Les chercheurs ont découvert des réponses immunitaires et hormonales distinctes chez les patients atteints d’une longue forme de COVID par rapport à ceux qui n’en sont pas atteints. Leur étude, portant sur 268 personnes, indique des différences significatives dans les niveaux d’anticorps et de cortisol, mettant ainsi en lumière les traitements potentiels. Cependant, la complexité du long COVID présente des défis dans le développement de thérapies efficaces.
Les personnes souffrant de symptômes prolongés tels que brouillard cérébral, confusion, douleur et fatigue extrême suite à COVID 19 L’infection montre des réponses immunitaires et hormonales distinctes par rapport à celles sans long COVID, selon une nouvelle étude menée par des chercheurs de la Yale School of Medicine et de la Icahn School of Medicine du Mount Sinai.
L’identification de ces réponses distinctes peut aider les scientifiques à identifier pour la première fois les causes – et potentiellement à explorer des remèdes – de cette maladie souvent débilitante qui a touché des millions de personnes dans le monde. Environ 7,5 % des personnes aux États-Unis qui contractent le SRAS-CoV-2 virus ces derniers souffrent d’un long COVID.
Réponses biologiques distinctes chez les patients atteints de COVID longue
« Si vous êtes un médecin effectuant des travaux de routine en laboratoire sur ces patients, vous ne trouverez pas ces signaux », a déclaré Akiko Iwasaki, professeur Sterling d’immunobiologie à Yale et co-auteur principal de l’article.
Les résultats ont été récemment publiés dans la revue Nature.
Pour l’étude, les chercheurs ont analysé des échantillons de sang de 268 personnes qui avaient présenté de longs symptômes de COVID pendant en moyenne un an ; avait été infecté par le COVID-19 mais s’était complètement rétabli ; ou n’avait aucune infection antérieure connue.
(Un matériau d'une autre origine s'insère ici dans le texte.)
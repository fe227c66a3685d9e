//! Theme loading: btop-style `theme[key]="value"` and hex → ratatui Color.

use ratatui::style::Color;
use std::collections::HashMap;
use std::path::Path;
use thiserror::Error;

/// Piece colours by catalog index plus the few UI colours the game draws with.
#[derive(Debug, Clone)]
pub struct Theme {
    /// Active piece colour for catalog index 0..7 (T, M, N, I, O, L, Z).
    pub pieces: [Color; 7],
    /// Walls and locked cells.
    pub wall: Color,
    /// Playfield background.
    pub bg: Color,
    /// Border lines.
    pub div_line: Color,
    /// Text (score, legend).
    pub main_fg: Color,
    /// Highlight / titles.
    pub title: Color,
    /// Game over banner.
    pub alert: Color,
}

#[derive(Debug, Error)]
pub enum ThemeError {
    #[error("io error: {0}")]
    Io(#[from] std::io::Error),
    #[error("invalid hex: {0}")]
    InvalidHex(String),
}

impl Default for Theme {
    fn default() -> Self {
        Self::console_default()
    }
}

/// Classic 16-colour console palette: index 0 is green, others take the console
/// colour with the same number (blue, green, cyan, red, magenta, brown).
const CONSOLE_PIECES: [&str; 7] = [
    "#00AA00", "#0000AA", "#00AA00", "#00AAAA", "#AA0000", "#AA00AA", "#AA5500",
];

/// Theme file keys tried for each piece slot, in order.
const PIECE_KEYS: [&[&str]; 7] = [
    &["piece_t", "mem_box"],
    &["piece_m", "cpu_box"],
    &["piece_n", "cpu_start"],
    &["piece_i", "hi_fg"],
    &["piece_o", "cpu_end"],
    &["piece_l", "net_box"],
    &["piece_z", "title"],
];

impl Theme {
    pub fn console_default() -> Self {
        Self {
            pieces: CONSOLE_PIECES.map(hex_or_gray),
            wall: hex_or_gray("#FFFFFF"),
            bg: Color::Reset,
            div_line: hex_or_gray("#555555"),
            main_fg: hex_or_gray("#AAAAAA"),
            title: hex_or_gray("#FFFF55"),
            alert: hex_or_gray("#FF5555"),
        }
    }

    /// Load theme from a btop-style file: `theme[key]="value"` or `theme[key]='value'`.
    /// Falls back to console defaults if path is None or the file is missing.
    /// `palette` then overrides the piece colours.
    pub fn load(path: Option<&Path>, palette: crate::Palette) -> Result<Self, ThemeError> {
        let mut theme = match path {
            Some(p) if p.exists() => Self::from_map(&parse_theme_file(&std::fs::read_to_string(p)?)),
            _ => Self::default(),
        };
        theme.apply_palette(palette);
        Ok(theme)
    }

    /// Override piece colours for high-contrast or colorblind play.
    pub fn apply_palette(&mut self, palette: crate::Palette) {
        let pieces = match palette {
            crate::Palette::Normal => return,
            crate::Palette::HighContrast => [
                "#00FF00", "#0088FF", "#FFFF00", "#00FFFF", "#FF0000", "#FF00FF", "#FF8800",
            ],
            // Okabe-Ito style: distinguishable without red/green cues.
            crate::Palette::Colorblind => [
                "#009E73", "#0072B2", "#F0E442", "#56B4E9", "#D55E00", "#CC79A7", "#E69F00",
            ],
        };
        self.pieces = pieces.map(hex_or_gray);
    }

    fn from_map(map: &HashMap<String, String>) -> Self {
        let get = |key: &str| map.get(key).and_then(|v| parse_hex(v).ok());
        let defaults = Self::console_default();
        let mut pieces = defaults.pieces;
        for (slot, keys) in pieces.iter_mut().zip(PIECE_KEYS) {
            if let Some(c) = keys.iter().find_map(|k| get(k)) {
                *slot = c;
            }
        }
        Self {
            pieces,
            wall: get("wall").or_else(|| get("main_fg")).unwrap_or(defaults.wall),
            bg: get("main_bg").unwrap_or(defaults.bg),
            div_line: get("div_line").unwrap_or(defaults.div_line),
            main_fg: get("main_fg").unwrap_or(defaults.main_fg),
            title: get("title").unwrap_or(defaults.title),
            alert: get("temp_end").unwrap_or(defaults.alert),
        }
    }

    /// Colour for a piece's catalog index.
    #[inline]
    pub fn piece_color(&self, index: usize) -> Color {
        self.pieces[index % self.pieces.len()]
    }
}

fn hex_or_gray(s: &str) -> Color {
    parse_hex(s).unwrap_or(Color::Gray)
}

/// Parse btop-style theme file into key -> value map.
fn parse_theme_file(s: &str) -> HashMap<String, String> {
    let mut map = HashMap::new();
    for line in s.lines() {
        let line = line.trim();
        if line.is_empty() || line.starts_with('#') {
            continue;
        }
        let Some(stripped) = line.strip_prefix("theme[") else {
            continue;
        };
        let Some(end) = stripped.find(']') else {
            continue;
        };
        let key = stripped[..end].trim();
        let rest = stripped[end + 1..].trim();
        if let Some(value) = rest.strip_prefix('=') {
            let value = value.trim().trim_matches('"').trim_matches('\'');
            if !value.is_empty() {
                map.insert(key.to_string(), value.to_string());
            }
        }
    }
    map
}

/// Parse hex colour "#RRGGBB" or "#RGB" into ratatui Color.
pub fn parse_hex(s: &str) -> Result<Color, ThemeError> {
    let s = s.trim().trim_start_matches('#');
    let channel = |from: usize, to: usize| {
        s.get(from..to)
            .and_then(|h| u8::from_str_radix(h, 16).ok())
            .ok_or_else(|| ThemeError::InvalidHex(s.to_string()))
    };
    let (r, g, b) = match s.len() {
        6 => (channel(0, 2)?, channel(2, 4)?, channel(4, 6)?),
        3 => (channel(0, 1)? * 17, channel(1, 2)? * 17, channel(2, 3)? * 17),
        _ => return Err(ThemeError::InvalidHex(s.to_string())),
    };
    Ok(Color::Rgb(r, g, b))
}

#[cfg(test)]
mod tests {
    use super::*;
    use crate::Palette;

    #[test]
    fn test_parse_hex_6() {
        let c = parse_hex("#98C379").unwrap();
        assert!(matches!(c, Color::Rgb(0x98, 0xC3, 0x79)));
    }

    #[test]
    fn test_parse_hex_3() {
        let c = parse_hex("#FFF").unwrap();
        assert!(matches!(c, Color::Rgb(255, 255, 255)));
    }

    #[test]
    fn test_parse_hex_rejects_garbage() {
        assert!(matches!(parse_hex("#12"), Err(ThemeError::InvalidHex(_))));
        assert!(matches!(parse_hex("#GGGGGG"), Err(ThemeError::InvalidHex(_))));
    }

    #[test]
    fn test_parse_theme_line() {
        let map = parse_theme_file(r##"theme[main_bg]="#31353F""##);
        assert_eq!(map.get("main_bg"), Some(&"#31353F".to_string()));
    }

    #[test]
    fn test_theme_keys_override_defaults() {
        let map = parse_theme_file(
            r##"
            # comment
            theme[piece_i]="#112233"
            theme[wall]='#FFF'
            "##,
        );
        let theme = Theme::from_map(&map);
        assert_eq!(theme.piece_color(3), Color::Rgb(0x11, 0x22, 0x33));
        assert_eq!(theme.wall, Color::Rgb(255, 255, 255));
        assert_eq!(theme.piece_color(0), Theme::console_default().piece_color(0));
    }

    #[test]
    fn test_missing_file_uses_defaults() {
        let theme = Theme::load(Some(Path::new("/nonexistent/blocktui.theme")), Palette::Normal).unwrap();
        assert_eq!(theme.pieces, Theme::console_default().pieces);
    }

    #[test]
    fn test_palette_overrides_pieces_only() {
        let theme = Theme::load(None, Palette::HighContrast).unwrap();
        assert_eq!(theme.piece_color(0), Color::Rgb(0, 255, 0));
        assert_eq!(theme.wall, Theme::console_default().wall);
    }
}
Les chercheurs ont observé des différences significatives entre les anticorps circulants et les autres cellules du système immunitaire parmi les personnes atteintes d’un long COVID et les autres groupes de patients.
Changements immunitaires et hormonaux
Parmi ceux qui ont présenté une longue exposition au COVID, les chercheurs ont également constaté une circulation accrue d’anticorps qui aident l’organisme à combattre les virus non-COVID-19, en particulier ceux connus pour se défendre contre le virus d’Epstein-Barr, un herpèsvirus humain associé à de nombreux cancers. De plus, ces patients présentaient des taux de cortisol nettement inférieurs, une hormone stéroïde libérée par les glandes surrénales en période de stress.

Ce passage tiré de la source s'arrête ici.